September 30th, 2019 at 5:15 pm
GM’s generous offer did nothing to address the main issues. Temp workers can work years without any type of representation, job security, medical benefits and at a base pay of $15/hr. For any family having kids, this is poverty level! These people deserve a clear realistic path to full time employment.
And the promised new jobs at future EV plants isn’t much better. If GM gave assurances those jobs were under a UAW contract, which included a something close to a middle class income and benefits the strike may have been settled by now. GM’s initial offer of alternating 2% raises and lump sum payments to workers was nothing more than political one-up-man ship for the media.

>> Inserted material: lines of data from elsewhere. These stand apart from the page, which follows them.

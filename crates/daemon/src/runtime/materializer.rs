//! Cron materializer: keeps exactly one pending envelope per enabled
//! schedule, aimed at the schedule's next occurrence.
//!
//! Re-evaluation triggers: schedule create/enable (poke), completion of the
//! previously materialized envelope (poke from the ack paths), and a
//! periodic tick. Schedules are walked in creation order, so equal
//! occurrences materialize earliest-created first.

use std::time::Duration;

use chrono::{DateTime, TimeZone, Utc};

use hb_domain::cron::CronSchedule;
use hb_domain::envelope::{meta, Envelope, EnvelopeStatus};
use hb_domain::id::new_id;
use hb_domain::time::{now_ms, parse_tz};
use hb_domain::{Address, Result};

use crate::runtime::cron::CronExpr;
use crate::state::AppState;

const TICK: Duration = Duration::from_secs(60);

pub fn spawn(state: AppState) -> tokio::task::JoinHandle<()> {
    tokio::spawn(async move {
        tracing::info!("cron materializer started");
        loop {
            if let Err(e) = evaluate_all(&state) {
                tracing::error!(error = %e, "cron materialization pass failed");
            }
            tokio::select! {
                () = tokio::time::sleep(TICK) => {}
                () = state.materializer.notified() => {}
                () = state.shutdown.cancelled() => {
                    tracing::info!("cron materializer stopped");
                    return;
                }
            }
        }
    })
}

/// One materialization pass over every enabled schedule.
pub fn evaluate_all(state: &AppState) -> Result<()> {
    let schedules = state.store.list_enabled_crons()?;
    let mut armed_any = false;
    for schedule in schedules {
        match materialize_if_needed(state, &schedule) {
            Ok(true) => armed_any = true,
            Ok(false) => {}
            Err(e) => {
                tracing::warn!(cron_id = %schedule.id, error = %e, "failed to materialize schedule");
            }
        }
    }
    if armed_any {
        state.scheduler.notify_one();
    }
    Ok(())
}

/// Materialize the next occurrence unless a pending envelope is already
/// armed. Returns whether a new envelope was created.
fn materialize_if_needed(state: &AppState, schedule: &CronSchedule) -> Result<bool> {
    if let Some(pending_id) = &schedule.pending_envelope_id {
        if let Some(envelope) = state.store.get_envelope(pending_id)? {
            if envelope.status == EnvelopeStatus::Pending {
                return Ok(false); // still armed
            }
        }
    }

    let tz = schedule
        .timezone
        .as_deref()
        .map(parse_tz)
        .unwrap_or_else(|| state.boss_timezone());
    let expr = CronExpr::parse(&schedule.cron)?;
    let now = now_ms();
    let after: DateTime<Utc> = Utc
        .timestamp_millis_opt(now as i64)
        .single()
        .unwrap_or_else(Utc::now);
    let Some(next) = expr.next_occurrence(&after, tz) else {
        tracing::warn!(cron_id = %schedule.id, cron = %schedule.cron, "no next occurrence within a year");
        return Ok(false);
    };
    let deliver_at = next.timestamp_millis().max(0) as u64;

    // Template metadata was stripped of reply keys on write; carry it over
    // and stamp the owning schedule.
    let mut metadata = schedule.metadata.clone();
    for key in meta::REPLY_KEYS {
        metadata.remove(*key);
    }
    metadata.insert(
        meta::CRON_SCHEDULE_ID.into(),
        serde_json::json!(schedule.id.to_string()),
    );

    let envelope = Envelope {
        id: new_id(),
        from: Address::agent(&schedule.agent_name),
        to: schedule.to.clone(),
        from_boss: false,
        content: schedule.content.clone(),
        deliver_at: Some(deliver_at),
        status: EnvelopeStatus::Pending,
        created_at: now,
        metadata,
    };

    state
        .store
        .materialize_cron_envelope(&schedule.id, &envelope, now)?;
    tracing::info!(
        cron_id = %schedule.id,
        envelope_id = %envelope.id,
        deliver_at,
        "materialized next cron occurrence"
    );
    Ok(true)
}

Like them or not, the UAW is trying to keep the middle class alive. If the middle class continues to deteriorate, so does the 70% of GDP of our economy the represent.
Its as clear as that!
October 1st, 2019 at 8:18 am
26 I totally agree with your point and glad the UAW is fighting for workers that are not even union members. I can understand GM having these temp workers to fill the gap as the industry fluctuates a lot. Rather than hire a bunch of people to lay them off in a year or so the temp workers make sense. However those workers should be paid a closer wage to the union workers to prevent GM from just having a bunch of temps on the floor for years and years basically replacing a union worker with a lower paying temp that stays for years. If the job is needed then hire someone.
October 1st, 2019 at 10:38 am
26, 27
I cannot believe this. Especially after what happened in 2008.
Can anybody tell me why, under these circumstances, I would want to own even a SINGLE Share in GM?
Can you explain to me why GM went broke in 2008 and Toyota did not?
Can you explain to me why the Imports, from Japan for mass market models, and from Germany, for luxury models, beat the US companies and GM in particular, in home games, 40 years in a row?
26 is a good explanation to all my questions.
If GM (and Ford and FCA) go broke again (and the way things are going, it very likely will, soon), will the US Taxpayer bail them out again, even though Major suppliers, through no fault of their own, also went broke and Nobody bailed them out?
There is NO HOPE in this industry, with this mentality. (there has been none in 50 years, but now it is obvious)
October 1st, 2019 at 10:44 am
https://www.youtube.com/watch?v=xnoaWO3KDIA
The world’s most perfect parade. I will have to miss it by a month.
October 1st, 2019 at 11:36 am
29 That must have taken some serious practice.
October 1st, 2019 at 12:21 pm
30 for sure. The Chinese are also naturally more flexible, better acrobats, and have better body control than westerners, so that helps too.